GAO gets an average of about 800 requests a year from Congress, and gives priority to reviews mandated by law, or conference reports, followed by requests from congressional committee leadership.

“To get a GAO study, there’s a lot of hoops you’ve got to jump through. You’ve got to get a bipartisan letter and hopefully significant members of Congress to sign onto the letter,” Takano said.

The legislative branch doesn’t lack for watchdog offices. In addition to GAO and CRS, it also contains the Congressional Budget Office. However, Casten told subcommittee members that a revived OTA would address current gaps in oversight.

“CRS will opine on what other people have said,” Casten said, and can brief members on the current state of policy issues, but it can’t answer more open-ended questions, like, for example, what limitations the airline industry faces if it were to move away from fossil fuels.

“Those are objective questions, but CRS isn’t set up to answer them very well. They don’t really have the tools that OTA did and we relied on that,” he said.

Subcommittee Ranking Member Jaime Herrera Beutler (R-Wash.) questioned whether a renewed OTA could provide better insight into the state of technology than private industry.
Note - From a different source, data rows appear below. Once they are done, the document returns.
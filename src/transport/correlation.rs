//! Request/response correlation table.
//!
//! Maps outstanding request ids to the callers waiting on them. The table
//! knows nothing about the transport: the client registers an entry before
//! writing a request, the receive loop resolves it when the reply lands.
//!
//! # Cleanup
//!
//! [`PendingRequest`] removes its own entry when dropped, so a caller that
//! times out, fails to send, or is cancelled never leaves a dangling entry.

// ============================================================================
// Imports
// ============================================================================

use std::sync::Arc;
use std::time::Duration;

use parking_lot::Mutex;
use rustc_hash::FxHashMap;
use serde_json::{Map, Value};
use tokio::sync::oneshot;
use tokio::time::timeout;
use tracing::trace;

use crate::error::{Error, Result};
use crate::identifiers::RequestId;

// ============================================================================
// Types
// ============================================================================

/// Map of request IDs to reply channels.
type WaiterMap = FxHashMap<RequestId, oneshot::Sender<Map<String, Value>>>;

/// State guarded by the table lock.
#[derive(Default)]
struct Entries {
    /// Next id to hand out.
    next_id: u64,
    /// Waiting callers.
    waiters: WaiterMap,
}

// ============================================================================
// CorrelationTable
// ============================================================================

/// Thread-safe map from request id to waiting caller.
///
/// The lock covers insert, lookup and delete only; no I/O happens while
/// it is held.
#[derive(Default)]
pub struct CorrelationTable {
    entries: Mutex<Entries>,
}

impl CorrelationTable {
    /// Creates an empty table.
    #[must_use]
    pub fn new() -> Arc<Self> {
        Arc::new(Self::default())
    }

    /// Allocates a fresh id and registers a waiter for it.
    #[must_use]
    pub fn register(self: &Arc<Self>) -> PendingRequest {
        let (tx, rx) = oneshot::channel();

        let id = {
            let mut entries = self.entries.lock();
            let id = RequestId::new(entries.next_id);
            entries.next_id += 1;
            entries.waiters.insert(id, tx);
            id
        };

        PendingRequest {
            id,
            rx,
            table: Arc::clone(self),
        }
    }

    /// Hands a reply payload to the caller waiting on `id`.
    ///
    /// Returns `false` if nobody is waiting, e.g. the caller already timed
    /// out. That is not an error.
    pub fn resolve(&self, id: RequestId, payload: Map<String, Value>) -> bool {
        let waiter = self.entries.lock().waiters.remove(&id);

        match waiter {
            Some(tx) => tx.send(payload).is_ok(),
            None => false,
        }
    }

    /// Returns the number of outstanding requests.
    #[inline]
    #[must_use]
    pub fn len(&self) -> usize {
        self.entries.lock().waiters.len()
    }

    /// Returns `true` if nothing is outstanding.
    #[inline]
    #[must_use]
    pub fn is_empty(&self) -> bool {
        self.len() == 0
    }

    /// Removes an entry.
    fn remove(&self, id: RequestId) {
        if self.entries.lock().waiters.remove(&id).is_some() {
            trace!(%id, "Removed correlation entry");
        }
    }
}

// ============================================================================
// PendingRequest
// ============================================================================

/// A registered request awaiting its reply.
///
/// Single writer (the receive loop), single waiter (the caller).
pub struct PendingRequest {
    id: RequestId,
    rx: oneshot::Receiver<Map<String, Value>>,
    table: Arc<CorrelationTable>,
}

impl PendingRequest {
    /// Returns the request id.
    #[inline]
    #[must_use]
    pub fn id(&self) -> RequestId {
        self.id
    }

    /// Waits for the reply payload.
    ///
    /// The entry is removed from the table on every exit path.
    ///
    /// # Errors
    ///
    /// - [`Error::Timeout`] if no reply arrives within `wait`
    /// - [`Error::NotConnected`] if the waiter was dropped without a reply
    pub async fn wait(mut self, wait: Duration) -> Result<Map<String, Value>> {
        match timeout(wait, &mut self.rx).await {
            Ok(Ok(payload)) => Ok(payload),
            Ok(Err(_)) => Err(Error::NotConnected),
            Err(_) => Err(Error::timeout(self.id, wait.as_millis() as u64)),
        }
    }
}

impl Drop for PendingRequest {
    fn drop(&mut self) {
        self.table.remove(self.id);
    }
}

// ============================================================================
// Tests
// ============================================================================
//! Builder pattern for client configuration.
//!
//! Provides a fluent API for configuring and creating [`MoonrakerClient`]
//! instances.
//!
//! # Example
//!
//! ```ignore
//! use moonraker_bridge::MoonrakerClient;
//!
//! let client = MoonrakerClient::builder()
//!     .config_file("/home/pi/printer_data/config/moonraker.conf")
//!     .sink(my_sink)
//!     .printer_id("printer-1")
//!     .build()?;
//! ```

// ============================================================================
// Imports
// ============================================================================

use std::fmt;
use std::path::PathBuf;
use std::sync::Arc;

use crate::config::{MoonrakerConfigFile, ServerAddress, ServerAddressSource};
use crate::error::{Error, Result};
use crate::lifecycle::LifecycleSink;

use super::core::MoonrakerClient;
use super::options::ClientOptions;

// ============================================================================
// ClientBuilder
// ============================================================================

/// Builder for configuring a [`MoonrakerClient`] instance.
///
/// Use [`MoonrakerClient::builder()`] to create a new builder.
#[derive(Default, Clone)]
pub struct ClientBuilder {
    /// Where Moonraker listens.
    address_source: Option<Arc<dyn ServerAddressSource>>,
    /// Lifecycle event consumer.
    sink: Option<Arc<dyn LifecycleSink>>,
    /// Printer identity forwarded to the sink.
    printer_id: Option<String>,
    /// Timing and capacity settings.
    options: ClientOptions,
}

impl fmt::Debug for ClientBuilder {
    fn fmt(&self, f: &mut fmt::Formatter<'_>) -> fmt::Result {
        f.debug_struct("ClientBuilder")
            .field("has_address_source", &self.address_source.is_some())
            .field("has_sink", &self.sink.is_some())
            .field("printer_id", &self.printer_id)
            .field("options", &self.options)
            .finish()
    }
}

// ============================================================================
// ClientBuilder Implementation
// ============================================================================

impl ClientBuilder {
    /// Creates a new builder with no configuration.
    #[inline]
    #[must_use]
    pub fn new() -> Self {
        Self::default()
    }

    /// Sets the address source, consulted once per connection attempt.
    #[inline]
    #[must_use]
    pub fn address_source(mut self, source: Arc<dyn ServerAddressSource>) -> Self {
        self.address_source = Some(source);
        self
    }

    /// Reads the address from Moonraker's config file.
    ///
    /// # Arguments
    ///
    /// * `path` - Path to `moonraker.conf`
    #[inline]
    #[must_use]
    pub fn config_file(self, path: impl Into<PathBuf>) -> Self {
        self.address_source(Arc::new(MoonrakerConfigFile::new(path)))
    }

    /// Uses a fixed address.
    #[inline]
    #[must_use]
    pub fn address(self, address: ServerAddress) -> Self {
        self.address_source(Arc::new(address))
    }

    /// Sets the lifecycle sink.
    #[inline]
    #[must_use]
    pub fn sink(mut self, sink: Arc<dyn LifecycleSink>) -> Self {
        self.sink = Some(sink);
        self
    }

    /// Sets the printer id forwarded to the sink at build time.
    #[inline]
    #[must_use]
    pub fn printer_id(mut self, printer_id: impl Into<String>) -> Self {
        self.printer_id = Some(printer_id.into());
        self
    }

    /// Sets the client options.
    #[inline]
    #[must_use]
    pub fn options(mut self, options: ClientOptions) -> Self {
        self.options = options;
        self
    }

    /// Builds the client with validation.
    ///
    /// # Errors
    ///
    /// - [`Error::Config`] if no address source or sink is set
    /// - [`Error::Config`] if a timing option is zero
    pub fn build(self) -> Result<MoonrakerClient> {
        let address_source = self.address_source.ok_or_else(|| {
            Error::config(
                "An address source is required. Use .config_file(), .address() or .address_source().",
            )
        })?;
        let sink = self
            .sink
            .ok_or_else(|| Error::config("A lifecycle sink is required. Use .sink() to set it."))?;

        validate_options(&self.options)?;

        Ok(MoonrakerClient::new(
            self.options,
            address_source,
            sink,
            self.printer_id,
        ))
    }
}

// ============================================================================
// Validation
// ============================================================================

fn validate_options(options: &ClientOptions) -> Result<()> {
    let durations = [
        ("request_timeout", options.request_timeout),
        ("connect_timeout", options.connect_timeout),
        ("klippy_poll_interval", options.klippy_poll_interval),
    ];

    if let Some((name, _)) = durations.iter().find(|(_, value)| value.is_zero()) {
        return Err(Error::config(format!("{name} must be greater than zero")));
    }

    Ok(())
}

// ============================================================================
// Tests
// ============================================================================
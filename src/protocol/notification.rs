//! Unsolicited notification frames.
//!
//! Moonraker pushes notifications as JSON-RPC frames without an `id`:
//!
//! ```json
//! {
//!   "jsonrpc": "2.0",
//!   "method": "notify_status_update",
//!   "params": [ { "print_stats": { "state": "printing" } }, 1234.5 ]
//! }
//! ```
//!
//! `params` is a heterogeneous array. Topic objects are looked up by key,
//! scanning left to right; the first object holding the key wins.
//!
//! # Recognized methods
//!
//! | Method | Kind |
//! |--------|------|
//! | `notify_klippy_disconnected` | [`NotificationKind::KlippyDisconnected`] |
//! | `notify_history_changed` | [`NotificationKind::HistoryChanged`] |
//! | `notify_status_update` | [`NotificationKind::StatusUpdate`] |

// ============================================================================
// Imports
// ============================================================================

use serde::Deserialize;
use serde_json::{Map, Value};

// ============================================================================
// NotificationKind
// ============================================================================

/// Notification methods the bridge reacts to.
#[derive(Debug, Clone, Copy, PartialEq, Eq, Hash)]
pub enum NotificationKind {
    /// Klippy is restarting; the session must be dropped.
    KlippyDisconnected,
    /// A job was added to or removed from the history.
    HistoryChanged,
    /// Subscribed printer objects changed.
    StatusUpdate,
    /// Anything else.
    Other,
}

impl NotificationKind {
    /// Maps a method name to its kind, ignoring ASCII case.
    #[must_use]
    pub fn from_method(method: &str) -> Self {
        if method.eq_ignore_ascii_case("notify_klippy_disconnected") {
            Self::KlippyDisconnected
        } else if method.eq_ignore_ascii_case("notify_history_changed") {
            Self::HistoryChanged
        } else if method.eq_ignore_ascii_case("notify_status_update") {
            Self::StatusUpdate
        } else {
            Self::Other
        }
    }
}

// ============================================================================
// Notification
// ============================================================================

/// A decoded notification. Read-only once enqueued.
#[derive(Debug, Clone, PartialEq, Deserialize)]
pub struct Notification {
    /// Notification method name.
    pub method: String,

    /// Parameter array (left as raw JSON; not always an array).
    #[serde(default)]
    pub params: Value,
}

impl Notification {
    /// Creates a notification from its parts.
    #[inline]
    #[must_use]
    pub fn new(method: impl Into<String>, params: Value) -> Self {
        Self {
            method: method.into(),
            params,
        }
    }

    /// Builds a notification from a frame that had no `id`.
    ///
    /// Returns `None` if the frame has no string `method`.
    #[must_use]
    pub fn from_frame(mut frame: Map<String, Value>) -> Option<Self> {
        let method = match frame.remove("method") {
            Some(Value::String(method)) => method,
            _ => return None,
        };
        let params = frame.remove("params").unwrap_or(Value::Null);
        Some(Self { method, params })
    }

    /// Returns the notification kind.
    #[inline]
    #[must_use]
    pub fn kind(&self) -> NotificationKind {
        NotificationKind::from_method(&self.method)
    }

    /// Returns the value stored under `key` in the first params object
    /// that has it.
    #[must_use]
    pub fn param(&self, key: &str) -> Option<&Value> {
        self.params
            .as_array()?
            .iter()
            .filter_map(Value::as_object)
            .find_map(|object| object.get(key))
    }
}

// ============================================================================
// Tests
// ============================================================================

#[cfg(test)]
mod tests {
    use super::*;

    use serde_json::json;

    #[test]
    fn test_kind_from_method() {
        assert_eq!(
            NotificationKind::from_method("notify_klippy_disconnected"),
            NotificationKind::KlippyDisconnected
        );
        assert_eq!(
            NotificationKind::from_method("NOTIFY_HISTORY_CHANGED"),
            NotificationKind::HistoryChanged
        );
        assert_eq!(
            NotificationKind::from_method("notify_status_update"),
            NotificationKind::StatusUpdate
        );
        assert_eq!(
            NotificationKind::from_method("notify_proc_stat_update"),
            NotificationKind::Other
        );
    }

    #[test]
    fn test_from_frame() {
        let frame = json!({
            "jsonrpc": "2.0",
            "method": "notify_status_update",
            "params": [{ "virtual_sdcard": { "progress": 0.25 } }, 100.0]
        });
        let Value::Object(frame) = frame else {
            unreachable!()
        };

        let notification = Notification::from_frame(frame).expect("has method");
        assert_eq!(notification.kind(), NotificationKind::StatusUpdate);
        assert_eq!(
            notification.param("virtual_sdcard"),
            Some(&json!({ "progress": 0.25 }))
        );
    }

    #[test]
    fn test_from_frame_without_method() {
        let Value::Object(frame) = json!({ "params": [] }) else {
            unreachable!()
        };
        assert!(Notification::from_frame(frame).is_none());
    }

    #[test]
    fn test_param_first_match_wins() {
        let notification = Notification::new(
            "notify_status_update",
            json!([
                "not an object",
                { "print_stats": { "state": "paused" } },
                { "print_stats": { "state": "printing" } }
            ]),
        );

        assert_eq!(
            notification.param("print_stats"),
            Some(&json!({ "state": "paused" }))
        );
        assert_eq!(notification.param("webhooks"), None);
    }

    #[test]
    fn test_param_with_non_array_params() {
        let notification = Notification::new("notify_status_update", json!({ "a": 1 }));
        assert_eq!(notification.param("a"), None);

        let notification: Notification =
            serde_json::from_str(r#"{"method":"notify_klippy_ready"}"#).expect("parse");
        assert!(notification.params.is_null());
        assert_eq!(notification.param("anything"), None);
    }
}
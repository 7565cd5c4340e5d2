//! Connection supervisor.
//!
//! Runs for the life of the process:
//!
//! ```text
//! loop {
//!     resolve address ──► connect ──► attach ──► spawn worker + handshake
//!         ──► run session until closed ──► detach ──► sleep reconnect_delay
//! }
//! ```
//!
//! The address is resolved fresh on every attempt. No failure leaves this
//! loop; each one ends in the fixed reconnect delay.

// ============================================================================
// Imports
// ============================================================================

use std::sync::Arc;

use tokio::time::sleep;
use tracing::{error, info, warn};

use crate::error::Result;
use crate::lifecycle::dispatcher;
use crate::transport::{CloseReason, Session, notification_queue};

use super::core::MoonrakerClient;
use super::handshake;
use super::link::ConnectionState;

// ============================================================================
// Supervisor Loop
// ============================================================================

/// Connects, runs and reconnects sessions forever.
pub(crate) async fn run(client: MoonrakerClient) {
    info!("Moonraker connection supervisor started");

    loop {
        if let Err(e) = run_session(&client).await {
            warn!(error = %e, "Moonraker connection attempt failed");
        }

        client.inner.link.set_state(ConnectionState::Disconnected);

        let delay = client.inner.options.reconnect_delay;
        info!(
            delay_ms = delay.as_millis() as u64,
            "Moonraker websocket connection lost, reconnecting soon"
        );
        sleep(delay).await;
    }
}

/// Runs one session from connect to close.
async fn run_session(client: &MoonrakerClient) -> Result<()> {
    let inner = &client.inner;
    inner.link.set_state(ConnectionState::Connecting);

    let address = inner.address_source.server_address()?;
    let url = address.ws_url()?;
    info!(%url, "Connecting to Moonraker");

    let (queue, receiver) = notification_queue(inner.options.queue_capacity);
    let session = Session::connect(
        &url,
        inner.options.connect_timeout,
        Arc::clone(&inner.correlation),
        queue,
    )
    .await?;

    let id = session.id();
    inner.link.attach(session.handle());
    info!(session = %id, "Moonraker websocket open");

    let worker = tokio::spawn(dispatcher::run(client.clone(), id, receiver));
    tokio::spawn(handshake::run(client.clone(), id));

    let reason = session.run_until_closed().await;
    match &reason {
        CloseReason::Failed(e) => error!(session = %id, error = %e, "Moonraker session failed"),
        reason => info!(session = %id, ?reason, "Moonraker session closed"),
    }

    inner.link.detach(id);
    worker.abort();
    Ok(())
}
She also questioned how soon OTA could staff up with experts to justify restoring the office.

“The stuff we have in-house, generally we have challenges,” Beutler said. “People get siloed and we’re not known for being quick, we’re not known for being the most technologically advanced, and we’re certainly not known for being the most customer friendly.”

Casten said OTA plays a unique role in providing “forward-looking analysis” of complex technical issues, while also understanding how Congress works.

“What OTA provided and what I really valued from OTA was not their speed. What I valued was their objectivity, and it’s very hard to get information from the private sector that’s objective,” he said.

The push to restore OTA comes at a time when members have held hearings on a range of issues, including cybersecurity, artificial intelligence and quantum computing.

Takano said OTA, if restored, would give real insight on the implications of emerging technology, without any of the salesman hype.

“People are coming to me with proposals to do blockchain technology for voting systems,” Takano said. “What do we know about blockchain technology? Who do we trust?”

In an early version of the FY 2019 spending bill for the legislative branch, Takano and other lawmakers pushed for $2.5 million in funding to bring back OTA. But to fully staff up the agency, Takano estimated it would take about $35 million, which “wouldn’t have to come all at once.”

Subcommittee Chairman Tim Ryan (D-Ohio) said the subcommittee would do its best to incorporate Takano and Casten’s requests for funding OTA into the FY 2020 spending bill, but warned that it would be “wrestling with our other subcommittees for any new funding.”